Unsupervised Classification of Unknown Traffic In a Campus Network

Ryan Baker, University of Utah

Classifying internet traffic as various applications is an important security measure in many network settings. This practice can aid in detecting intrusion and other anomalies, as well as identifying misuse associated with prohibited applications. This can be particularly relevant for networks utilized by universities, industrial enterprises, governments, and other organizations. Many efforts have been expended to create models for classifying internet traffic using machine learning techniques. While research so far has proven useful, most studies have focused on supervised machine learning techniques that require explicit application labels, which must be designated by hand, requiring significant effort.
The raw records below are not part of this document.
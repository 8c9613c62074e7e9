//! Account signup and login

use tracing::{debug, info};

use crate::error::{FieldErrors, PettyError, PettyResult};
use crate::models::{NewUser, User};
use crate::services::validation::is_valid_email;
use crate::storage::RecordStore;

use super::password::{hash_password, verify_password};
use super::session::SessionService;

const MIN_NAME_LEN: usize = 2;
const MIN_PASSWORD_LEN: usize = 6;

pub const INVALID_CREDENTIALS: &str = "Invalid credentials.";

/// Signup, login and logout over the user collection and the session file
pub struct AuthService<'a> {
    store: &'a RecordStore,
    sessions: &'a SessionService,
}

impl<'a> AuthService<'a> {
    pub fn new(store: &'a RecordStore, sessions: &'a SessionService) -> Self {
        Self { store, sessions }
    }

    /// Create an account and log it in
    pub fn signup(&self, name: &str, email: &str, password: &str) -> PettyResult<User> {
        let mut errors = FieldErrors::new();
        if name.trim().chars().count() < MIN_NAME_LEN {
            errors.add("name", "Name must be at least 2 characters.");
        }
        check_credentials(&mut errors, email, password);
        errors.into_result(())?;

        let email = email.trim().to_string();
        let password_hash = hash_password(password)?;

        let user = self.store.transact(|batch| {
            if batch.list::<User>().iter().any(|u| u.has_email(&email)) {
                return Err(PettyError::Authentication(
                    "An account with this email already exists.".into(),
                ));
            }
            Ok(batch.add::<User>(NewUser {
                name: name.trim().to_string(),
                email,
                password_hash,
            }))
        })?;

        info!(user = %user.id, "account created");
        self.sessions.create_session(&user)?;
        Ok(user)
    }

    /// Check credentials and open a session
    pub fn login(&self, email: &str, password: &str) -> PettyResult<User> {
        let mut errors = FieldErrors::new();
        check_credentials(&mut errors, email, password);
        errors.into_result(())?;

        let user = self
            .store
            .users()
            .list()?
            .into_iter()
            .find(|u| u.has_email(email))
            .filter(|u| verify_password(password, &u.password_hash))
            .ok_or_else(|| PettyError::Authentication(INVALID_CREDENTIALS.into()))?;

        self.sessions.create_session(&user)?;
        debug!(user = %user.id, "logged in");
        Ok(user)
    }

    pub fn logout(&self) -> PettyResult<()> {
        self.sessions.delete_session()
    }

    /// The logged-in user, or an authentication error
    pub fn require_user(&self) -> PettyResult<User> {
        self.sessions
            .get_session(self.store)
            .ok_or_else(|| PettyError::Authentication("Not logged in. Run `pettyflow login` first.".into()))
    }
}

fn check_credentials(errors: &mut FieldErrors, email: &str, password: &str) {
    if !is_valid_email(email) {
        errors.add("email", "Please enter a valid email.");
    }
    if password.chars().count() < MIN_PASSWORD_LEN {
        errors.add("password", "Password must be at least 6 characters.");
    }
}

#[cfg(test)]
mod tests {
    use super::*;
    use crate::storage::init::{DEMO_EMAIL, DEMO_PASSWORD};
    use crate::storage::seed_demo_data;
    use chrono::Duration;
    use tempfile::TempDir;

    fn setup() -> (TempDir, SessionService, RecordStore) {
        let temp_dir = TempDir::new().unwrap();
        let sessions =
            SessionService::with_ttl(temp_dir.path().join("session.json"), Duration::hours(24));
        let store = RecordStore::in_memory();
        seed_demo_data(&store).unwrap();
        (temp_dir, sessions, store)
    }

    #[test]
    fn test_signup_opens_session() {
        let (_dir, sessions, store) = setup();
        let auth = AuthService::new(&store, &sessions);

        let user = auth.signup("Priya", "priya@example.com", "hunter22").unwrap();
        assert_ne!(user.password_hash, "hunter22");
        assert_eq!(auth.require_user().unwrap(), user);
    }

    #[test]
    fn test_signup_validation_messages() {
        let (_dir, sessions, store) = setup();
        let auth = AuthService::new(&store, &sessions);

        let err = auth.signup("P", "nope", "123").unwrap_err();
        let errors = err.field_errors().unwrap();
        assert_eq!(errors.get("name").unwrap(), ["Name must be at least 2 characters."]);
        assert_eq!(errors.get("email").unwrap(), ["Please enter a valid email."]);
        assert_eq!(
            errors.get("password").unwrap(),
            ["Password must be at least 6 characters."]
        );
    }

    #[test]
    fn test_signup_duplicate_email() {
        let (_dir, sessions, store) = setup();
        let auth = AuthService::new(&store, &sessions);

        let err = auth
            .signup("Someone", "ADMIN@pettyflow.com", "password123")
            .unwrap_err();
        assert_eq!(err.to_string(), "An account with this email already exists.");
        assert_eq!(store.users().count().unwrap(), 1);
    }

    #[test]
    fn test_login_with_demo_account() {
        let (_dir, sessions, store) = setup();
        let auth = AuthService::new(&store, &sessions);

        let user = auth.login(DEMO_EMAIL, DEMO_PASSWORD).unwrap();
        assert_eq!(user.name, "Admin User");
        assert_eq!(auth.require_user().unwrap().id, user.id);
    }

    #[test]
    fn test_login_rejects_bad_credentials() {
        let (_dir, sessions, store) = setup();
        let auth = AuthService::new(&store, &sessions);

        for (email, password) in [(DEMO_EMAIL, "wrong-pass"), ("nobody@pettyflow.com", DEMO_PASSWORD)] {
            let err = auth.login(email, password).unwrap_err();
            assert_eq!(err.to_string(), INVALID_CREDENTIALS);
        }
        assert!(auth.require_user().is_err());
    }

    #[test]
    fn test_logout() {
        let (_dir, sessions, store) = setup();
        let auth = AuthService::new(&store, &sessions);

        auth.login(DEMO_EMAIL, DEMO_PASSWORD).unwrap();
        auth.logout().unwrap();
        assert!(matches!(
            auth.require_user().unwrap_err(),
            PettyError::Authentication(_)
        ));
    }
}
//! Accounts, password hashing and login sessions

pub mod password;
pub mod service;
pub mod session;

pub use password::{hash_password, verify_password};
pub use service::AuthService;
pub use session::{SessionRecord, SessionService};
//! Diff generation for audit logging

use serde_json::Value;

/// Longest string value shown verbatim in a diff
const MAX_VALUE_CHARS: usize = 50;

/// Generate a human-readable diff between two JSON values
///
/// Only top-level fields are compared; nested values are summarised.
pub fn generate_diff(before: &Value, after: &Value) -> Option<String> {
    match (before, after) {
        (Value::Object(before_obj), Value::Object(after_obj)) => {
            let mut changes = Vec::new();

            for (key, before_val) in before_obj {
                match after_obj.get(key) {
                    Some(after_val) if after_val != before_val => changes.push(format!(
                        "{}: {} -> {}",
                        key,
                        format_value(before_val),
                        format_value(after_val)
                    )),
                    Some(_) => {}
                    None => changes.push(format!(
                        "{}: {} -> (removed)",
                        key,
                        format_value(before_val)
                    )),
                }
            }

            for (key, after_val) in after_obj {
                if !before_obj.contains_key(key) {
                    changes.push(format!("{}: (added) -> {}", key, format_value(after_val)));
                }
            }

            if changes.is_empty() {
                None
            } else {
                Some(changes.join(", "))
            }
        }
        _ if before != after => Some(format!(
            "{} -> {}",
            format_value(before),
            format_value(after)
        )),
        _ => None,
    }
}

fn format_value(value: &Value) -> String {
    match value {
        Value::Null => "null".to_string(),
        Value::Bool(b) => b.to_string(),
        Value::Number(n) => n.to_string(),
        Value::String(s) if s.chars().count() > MAX_VALUE_CHARS => {
            let head: String = s.chars().take(MAX_VALUE_CHARS - 3).collect();
            format!("\"{}...\"", head)
        }
        Value::String(s) => format!("\"{}\"", s),
        Value::Array(arr) => format!("[{} items]", arr.len()),
        Value::Object(obj) => format!("{{{} fields}}", obj.len()),
    }
}

#[cfg(test)]
mod tests {
    use super::*;
    use serde_json::json;

    #[test]
    fn test_changed_field() {
        let before = json!({"name": "Quick Eats", "phone": null});
        let after = json!({"name": "Quick Eats Cafe", "phone": null});

        assert_eq!(
            generate_diff(&before, &after).unwrap(),
            "name: \"Quick Eats\" -> \"Quick Eats Cafe\""
        );
    }

    #[test]
    fn test_added_and_removed_fields() {
        let before = json!({"notes": "old"});
        let after = json!({"amount": 3500});

        let diff = generate_diff(&before, &after).unwrap();
        assert!(diff.contains("notes: \"old\" -> (removed)"));
        assert!(diff.contains("amount: (added) -> 3500"));
    }

    #[test]
    fn test_no_changes() {
        let value = json!({"amount": 5500});
        assert!(generate_diff(&value, &value).is_none());
    }

    #[test]
    fn test_long_multibyte_string_is_truncated() {
        let long = "₹".repeat(80);
        let diff = generate_diff(&json!({"d": ""}), &json!({"d": long})).unwrap();
        assert!(diff.ends_with("...\""));
    }
}
//! CLI command handlers
//!
//! This module contains the implementation of CLI commands,
//! bridging the clap argument parsing with the service layer.

pub mod auth;
pub mod category;
pub mod report;
pub mod transaction;
pub mod vendor;

pub use auth::{handle_login, handle_logout, handle_signup, handle_whoami};
pub use category::{handle_category_command, CategoryCommands};
pub use report::{handle_report_command, ReportArgs, ReportFormat};
pub use transaction::{handle_transaction_command, TransactionCommands};
pub use vendor::{handle_vendor_command, VendorCommands};
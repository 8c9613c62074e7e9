//! CLI command for the petty cash report
//!
//! Filters the ledger and prints or exports the result, optionally with an
//! assistant-written summary.

use std::fs::File;
use std::io::{BufWriter, Write};
use std::path::PathBuf;

use clap::{Args, ValueEnum};

use crate::ai::{self, Assistant};
use crate::config::Settings;
use crate::error::{PettyError, PettyResult};
use crate::reports::{PettyCashReport, ReportFilter};
use crate::services::validation::parse_date;
use crate::services::{CategoryService, VendorService};
use crate::storage::RecordStore;

#[derive(Debug, Clone, Copy, PartialEq, Eq, ValueEnum)]
pub enum ReportFormat {
    Table,
    Csv,
    Json,
    Yaml,
}

/// Report arguments
#[derive(Args, Debug)]
pub struct ReportArgs {
    /// Start date (YYYY-MM-DD); alone, selects that single day
    #[arg(long)]
    pub from: Option<String>,

    /// End date (YYYY-MM-DD), inclusive; ignored without --from
    #[arg(long)]
    pub to: Option<String>,

    /// Category name or ID, or "all"
    #[arg(short, long)]
    pub category: Option<String>,

    /// Vendor name or ID, or "all"
    #[arg(short, long)]
    pub vendor: Option<String>,

    /// Ask the assistant for a summary of the matching transactions
    #[arg(short, long)]
    pub summary: bool,

    #[arg(short, long, value_enum, default_value = "table")]
    pub format: ReportFormat,

    /// Write to a file instead of stdout
    #[arg(short, long)]
    pub output: Option<PathBuf>,
}

/// Handle the report command
pub fn handle_report_command(
    store: &RecordStore,
    settings: &Settings,
    args: ReportArgs,
) -> PettyResult<()> {
    let filter = build_filter(store, &args)?;
    let report = PettyCashReport::generate(store, &filter)?;

    match &args.output {
        Some(path) => {
            let file = File::create(path).map_err(|e| {
                PettyError::Export(format!("Failed to create file {}: {}", path.display(), e))
            })?;
            let mut writer = BufWriter::new(file);
            write_report(&report, settings, args.format, &mut writer)?;
            writer.flush()?;
            println!("Report exported to: {}", path.display());
        }
        None => {
            let stdout = std::io::stdout();
            write_report(&report, settings, args.format, &mut stdout.lock())?;
        }
    }

    if args.summary {
        let assistant = ai::assistant_from_settings(&settings.ai);
        print_summary(&report, assistant.as_ref())?;
    }

    Ok(())
}

fn build_filter(store: &RecordStore, args: &ReportArgs) -> PettyResult<ReportFilter> {
    let category_id = match args.category.as_deref().map(str::trim) {
        Some(c) if !c.is_empty() && !c.eq_ignore_ascii_case("all") => {
            Some(CategoryService::new(store).resolve(c)?.id.to_string())
        }
        other => other.map(String::from),
    };
    let vendor_id = match args.vendor.as_deref().map(str::trim) {
        Some(v) if !v.is_empty() && !v.eq_ignore_ascii_case("all") => {
            Some(VendorService::new(store).resolve(v)?.id.to_string())
        }
        other => other.map(String::from),
    };

    Ok(ReportFilter {
        date_from: args.from.as_deref().map(|d| date_arg("from", d)).transpose()?,
        date_to: args.to.as_deref().map(|d| date_arg("to", d)).transpose()?,
        category_id,
        vendor_id,
    })
}

fn date_arg(field: &str, input: &str) -> PettyResult<chrono::NaiveDate> {
    parse_date(input).ok_or_else(|| {
        PettyError::field(field, format!("Invalid date: {}. Use YYYY-MM-DD", input))
    })
}

fn write_report<W: Write>(
    report: &PettyCashReport,
    settings: &Settings,
    format: ReportFormat,
    writer: &mut W,
) -> PettyResult<()> {
    match format {
        ReportFormat::Table => write!(writer, "{}", report.format_terminal(&settings.currency_symbol))?,
        ReportFormat::Csv => report.export_csv(&mut *writer)?,
        ReportFormat::Json => {
            report.export_json(&mut *writer)?;
            writeln!(writer)?;
        }
        ReportFormat::Yaml => report.export_yaml(&mut *writer)?,
    }
    Ok(())
}

fn print_summary(report: &PettyCashReport, assistant: &dyn Assistant) -> PettyResult<()> {
    if report.is_empty() {
        println!("\nNo transactions to summarize.");
        return Ok(());
    }
    let summary = ai::summarize_report(assistant, &report.summary_input()?);
    println!("\nAI Summary\n{}\n{}", "-".repeat(10), summary);
    Ok(())
}
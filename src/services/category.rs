//! Category service
//!
//! Categories are reference data seeded at init; the service only reads them.

use std::collections::HashMap;

use crate::error::{PettyError, PettyResult};
use crate::models::{Category, CategoryId};
use crate::storage::RecordStore;

/// Shown wherever a transaction points at a category or vendor that is gone
pub const MISSING_NAME: &str = "N/A";

/// Service for category lookups
pub struct CategoryService<'a> {
    store: &'a RecordStore,
}

impl<'a> CategoryService<'a> {
    pub fn new(store: &'a RecordStore) -> Self {
        Self { store }
    }

    pub fn list(&self) -> PettyResult<Vec<Category>> {
        self.store.categories().list()
    }

    pub fn get(&self, id: &CategoryId) -> PettyResult<Category> {
        self.store.categories().get(id)
    }

    /// Find a category by id, then by name (case-insensitive)
    pub fn find(&self, identifier: &str) -> PettyResult<Option<Category>> {
        let categories = self.list()?;
        Ok(categories
            .iter()
            .find(|c| c.id.as_str() == identifier)
            .or_else(|| categories.iter().find(|c| c.matches_name(identifier)))
            .cloned())
    }

    /// Like `find`, but a miss is an error
    pub fn resolve(&self, identifier: &str) -> PettyResult<Category> {
        self.find(identifier)?
            .ok_or_else(|| PettyError::category_not_found(identifier))
    }

    /// Display name for a category id, `N/A` when it no longer exists
    pub fn name_of(&self, id: &CategoryId) -> PettyResult<String> {
        Ok(self
            .store
            .categories()
            .find(id)?
            .map(|c| c.name)
            .unwrap_or_else(|| MISSING_NAME.to_string()))
    }

    /// Id -> name map for rendering many rows at once
    pub fn names(&self) -> PettyResult<HashMap<CategoryId, String>> {
        Ok(self.list()?.into_iter().map(|c| (c.id, c.name)).collect())
    }
}

#[cfg(test)]
mod tests {
    use super::*;
    use crate::storage::seed_reference_data;

    fn seeded() -> RecordStore {
        let store = RecordStore::in_memory();
        seed_reference_data(&store).unwrap();
        store
    }

    #[test]
    fn test_list_defaults_in_order() {
        let store = seeded();
        let names: Vec<String> = CategoryService::new(&store)
            .list()
            .unwrap()
            .into_iter()
            .map(|c| c.name)
            .collect();
        assert_eq!(names.len(), 6);
        assert_eq!(names[0], "Office Supplies");
        assert_eq!(names[5], "Client Revenue");
    }

    #[test]
    fn test_find_by_id_or_name() {
        let store = seeded();
        let service = CategoryService::new(&store);

        assert_eq!(service.find("c6").unwrap().unwrap().name, "Client Revenue");
        assert_eq!(
            service.find("client revenue").unwrap().unwrap().id.as_str(),
            "c6"
        );
        assert!(service.find("Groceries").unwrap().is_none());
        assert!(service.resolve("Groceries").unwrap_err().is_not_found());
    }

    #[test]
    fn test_name_of_falls_back_for_dangling_ids() {
        let store = seeded();
        let service = CategoryService::new(&store);

        assert_eq!(service.name_of(&CategoryId::new("c1")).unwrap(), "Office Supplies");
        assert_eq!(service.name_of(&CategoryId::new("c99")).unwrap(), "N/A");
        assert!(service.get(&CategoryId::new("c99")).unwrap_err().is_not_found());
    }
}
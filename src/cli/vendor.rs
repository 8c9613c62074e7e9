//! Vendor CLI commands

use clap::Subcommand;

use crate::actions::{Action, FormState};
use crate::config::Settings;
use crate::display::{format_vendor_details, format_vendor_list, Names};
use crate::error::PettyResult;
use crate::services::{VendorEditForm, VendorForm, VendorService};
use crate::storage::RecordStore;

/// Vendor subcommands
#[derive(Subcommand)]
pub enum VendorCommands {
    /// List all vendors
    List,
    /// Show a vendor with its totals and transactions
    Show {
        /// Vendor name or ID
        vendor: String,
    },
    /// Add a vendor
    Add {
        /// Vendor name (must be unique)
        name: String,
        #[arg(long)]
        contact: Option<String>,
        #[arg(long)]
        email: Option<String>,
        #[arg(long)]
        phone: Option<String>,
    },
    /// Change vendor details; an empty value clears an optional field
    Edit {
        /// Vendor name or ID
        vendor: String,
        #[arg(long)]
        name: Option<String>,
        #[arg(long)]
        contact: Option<String>,
        #[arg(long)]
        email: Option<String>,
        #[arg(long)]
        phone: Option<String>,
    },
    /// Delete a vendor that has no transactions
    Delete {
        /// Vendor name or ID
        vendor: String,
    },
}

/// Handle a vendor command
pub fn handle_vendor_command(
    store: &RecordStore,
    settings: &Settings,
    cmd: VendorCommands,
) -> PettyResult<()> {
    let service = VendorService::new(store);

    match cmd {
        VendorCommands::List => {
            print!("{}", format_vendor_list(&service.list()?));
        }

        VendorCommands::Show { vendor } => {
            let vendor = service.resolve(&vendor)?;
            let summary = service.stats(&vendor.id)?;
            let names = Names::load(store)?;
            print!("{}", format_vendor_details(&summary, &names, settings));
        }

        VendorCommands::Add {
            name,
            contact,
            email,
            phone,
        } => {
            let form = VendorForm {
                name,
                contact_person: contact,
                email,
                phone,
            };
            let result = service.create(&form);
            let message = FormState::from_result(Action::CreateVendor, &result).into_result()?;
            if let Ok(vendor) = result {
                println!("{} ({})", message, vendor.id);
            }
        }

        VendorCommands::Edit {
            vendor,
            name,
            contact,
            email,
            phone,
        } => {
            let target = service.resolve(&vendor)?;
            let form = VendorEditForm {
                name,
                contact_person: contact,
                email,
                phone,
            };
            let result = service.edit(&target.id, &form);
            println!(
                "{}",
                FormState::from_result(Action::UpdateVendor, &result).into_result()?
            );
        }

        VendorCommands::Delete { vendor } => {
            let target = service.resolve(&vendor)?;
            let result = service.delete(&target.id);
            println!(
                "{}",
                FormState::from_result(Action::DeleteVendor, &result).into_result()?
            );
        }
    }

    Ok(())
}
//! Prompt text and reply parsing

pub fn summary_prompt(report_data: &str) -> String {
    format!(
        "You are an expert financial analyst. Please provide a concise summary of the \
         following petty cash report data, highlighting key trends and insights:\n\n{}",
        report_data
    )
}

pub fn category_prompt(description: &str, vendor: &str) -> String {
    format!(
        "You are an expert in categorizing transactions for petty cash management.\n\
         Given the transaction description and vendor, suggest relevant categories for the transaction.\n\
         Return the suggested categories as an array of strings.\n\
         Description: {}\n\
         Vendor: {}\n\
         Categories:",
        description, vendor
    )
}

/// Read a category list from a reply
///
/// A JSON array of strings anywhere in the reply wins; otherwise the text is
/// split on commas and newlines, dropping list markers and quotes.
pub fn parse_category_list(reply: &str) -> Vec<String> {
    if let (Some(start), Some(end)) = (reply.find('['), reply.rfind(']')) {
        if start < end {
            if let Ok(items) = serde_json::from_str::<Vec<String>>(&reply[start..=end]) {
                return clean(items);
            }
        }
    }

    clean(
        reply
            .split(|c| c == ',' || c == '\n')
            .map(|item| {
                strip_list_marker(item)
                    .trim_matches(|c: char| c == '"' || c == '\'' || c.is_whitespace())
                    .to_string()
            })
            .collect(),
    )
}

/// Drop a leading `-`, `*` or `1. ` marker; digits that start a name stay
fn strip_list_marker(item: &str) -> &str {
    let item = item.trim();
    if let Some(rest) = item.strip_prefix(['-', '*']) {
        return rest.trim_start();
    }

    let rest = item.trim_start_matches(|c: char| c.is_ascii_digit());
    if rest.len() < item.len() {
        if let Some(after_dot) = rest.strip_prefix('.') {
            if after_dot.starts_with(char::is_whitespace) {
                return after_dot.trim_start();
            }
        }
    }
    item
}

fn clean(items: Vec<String>) -> Vec<String> {
    let mut out: Vec<String> = Vec::new();
    for item in items {
        let item = item.trim().to_string();
        if !item.is_empty() && !out.iter().any(|seen| seen.eq_ignore_ascii_case(&item)) {
            out.push(item);
        }
    }
    out
}
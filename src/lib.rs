//! PettyFlow - Terminal-based petty cash ledger
//!
//! This library provides the core functionality for the PettyFlow ledger:
//! recording small cash income and expenses against vendors and categories,
//! computing the running balance, and producing filtered reports.
//!
//! # Architecture
//!
//! The crate is organized into the following modules:
//!
//! - `config`: Configuration and path management
//! - `error`: Custom error types
//! - `models`: Core data models (users, vendors, categories, transactions)
//! - `storage`: Snapshot-based record store
//! - `services`: Validation and ledger calculations
//! - `reports`: Report filtering and export
//! - `auth`: Password hashing and login sessions
//! - `ai`: Assistant for report summaries and category suggestions
//! - `audit`: Audit logging system
//! - `actions`: Conversion of results into user-facing messages
//!
//! # Example
//!
//! ```rust,ignore
//! use pettyflow::config::{PettyPaths, Settings};
//! use pettyflow::storage::RecordStore;
//! use pettyflow::services::Dashboard;
//!
//! let paths = PettyPaths::new()?;
//! let settings = Settings::load_or_create(&paths)?;
//! let store = RecordStore::open_paths(&paths)?;
//! let dashboard = Dashboard::build(&store, &settings)?;
//! ```

pub mod actions;
pub mod ai;
pub mod audit;
pub mod auth;
pub mod cli;
pub mod config;
pub mod display;
pub mod error;
pub mod logging;
pub mod models;
pub mod reports;
pub mod services;
pub mod storage;

pub use error::{PettyError, PettyResult};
In addition, previous studies have focused largely on known application traffic (e.g., HTTP on port 80), and some have focused only on particular transport layer traffic (e.g., TCP traffic only). In contrast, unknown traffic is much more difficult to classify and can appear as previously unseen applications or established applications exhibiting abnormal behavior. In this work, we present methods to address these gaps in other research. Using a large amount of unfiltered, unlabeled, and realistic data gathered from a universty campus network, we utilize unsupervised machine learning techniques, such as Gaussian mixture models, for identifying and classifying unknown application traffic. Gaussian models are particularly useful in creating clusters represented by Gaussian distributions, which are then used in conjunction with Kullback-Leibler divergence methods to help compare and contrast unknown traffic flows with other application clusters. Traffic flow data is analyzed as described using information about source and destination port numbers and IP addresses, transport layer protocol type, and overall packet and byte counts. Expected results are to be able to distinguish with high-probability between never before seen applications, well-known applications with typical behavior, and known applications that have non-typical behavior.